At the start of 2015, many companies valued their assets using the then-official exchange rate of 6.3 bolivars per dollar. But getting that most favorable rate under a multi-tier currency system was unrealistic amid a severe shortage of dollars.
In March, Venezuela announced the creation of two new exchange rates. The so-called Dipro rate of 10 bolivars per dollar is mainly for priority food and medicines. The other is a floating rate that adjusts based on supply and demand. It has weakened to 641 bolivars per dollar. And on the black market, one dollar costs Venezuelans more than 1,000 bolivars, according to currency website dolartoday.com.
Shipments cut back
Several U.S., European and Asian drug companies have reduced shipments of medicine because they are not able to exchange bolivars for dollars.

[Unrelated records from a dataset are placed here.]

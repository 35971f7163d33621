//! Observability around token dispatch.
//!
//! The engine calls its hook once before and once after handling every
//! token, so logging (or any other instrumentation) lives in one place
//! instead of in each operation.

use std::fmt;

use crate::error::Fault;
use crate::ops::{MemoryOp, Unary};

/// What handling a token did to the engine.
#[derive(Clone, Debug, PartialEq)]
pub enum Outcome {
    Appended,
    Evaluated,
    Applied(Unary),
    Memory(MemoryOp),
    Cleared,
    Erased,
    /// The token was handled and left nothing to report, e.g. a backspace
    /// on an empty display.
    Ignored,
    Rejected(Fault),
}

impl Outcome {
    pub fn fault(&self) -> Option<&Fault> {
        match *self {
            Outcome::Rejected(ref fault) => Some(fault),
            _ => None,
        }
    }
}

impl fmt::Display for Outcome {
    fn fmt(&self, f: &mut fmt::Formatter) -> fmt::Result {
        match *self {
            Outcome::Appended => f.write_str("appended"),
            Outcome::Evaluated => f.write_str("evaluated"),
            Outcome::Applied(op) => write!(f, "applied {}", op),
            Outcome::Memory(op) => write!(f, "memory {}", op),
            Outcome::Cleared => f.write_str("cleared"),
            Outcome::Erased => f.write_str("erased"),
            Outcome::Ignored => f.write_str("ignored"),
            Outcome::Rejected(ref fault) => write!(f, "rejected: {}", fault),
        }
    }
}

pub trait Hook {
    /// Called with the display as it was before the token.
    fn before(&mut self, _token: &str, _display: &str) {}

    /// Called with the display as the token left it.
    fn after(&mut self, _token: &str, _outcome: &Outcome, _display: &str) {}
}

/// The silent hook.
impl Hook for () {}

impl<'a, H: Hook + ?Sized> Hook for &'a mut H {
    fn before(&mut self, token: &str, display: &str) {
        (**self).before(token, display)
    }

    fn after(&mut self, token: &str, outcome: &Outcome, display: &str) {
        (**self).after(token, outcome, display)
    }
}

impl<H: Hook + ?Sized> Hook for Box<H> {
    fn before(&mut self, token: &str, display: &str) {
        (**self).before(token, display)
    }

    fn after(&mut self, token: &str, outcome: &Outcome, display: &str) {
        (**self).after(token, outcome, display)
    }
}

/// Logs every dispatch through `tracing`.
#[derive(Clone, Copy, Debug, Default)]
pub struct TraceHook;

impl Hook for TraceHook {
    fn before(&mut self, token: &str, shown: &str) {
        tracing::debug!(token, display = shown, "handling token");
    }

    fn after(&mut self, token: &str, outcome: &Outcome, shown: &str) {
        match outcome.fault() {
            Some(fault) => tracing::warn!(token, %fault, "token rejected"),
            None => tracing::debug!(token, %outcome, display = shown, "token handled"),
        }
    }
}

Pfizer Inc. has disclosed in regulatory filings that it may not be able to operate in Venezuela as it has historically.
Automaker General Motors Co. said its Venezuelan operations may need additional financial support, but no decision has been made to provide it.
"GM has affirmed the continued consolidation of our Venezuelan subsidiaries and the potential for additional financial support for the past four quarters," GM spokeswoman Jenna Pearson said, declining additional comment.
In early 2015, Ford Motor Co. wrote off its investment in Venezuela when it took an $800 million pre-tax writedown.
Deconsolidation will likely remain an attractive option for foreign companies with Venezuelan subsidiaries, which routinely say they cannot access hard currency, obtain raw materials, lay off workers or raise prices to compensate for inflation.
The maneuver also allows them to avoid the drip-drip of losses from Venezuela that have hurt the earnings at so many companies.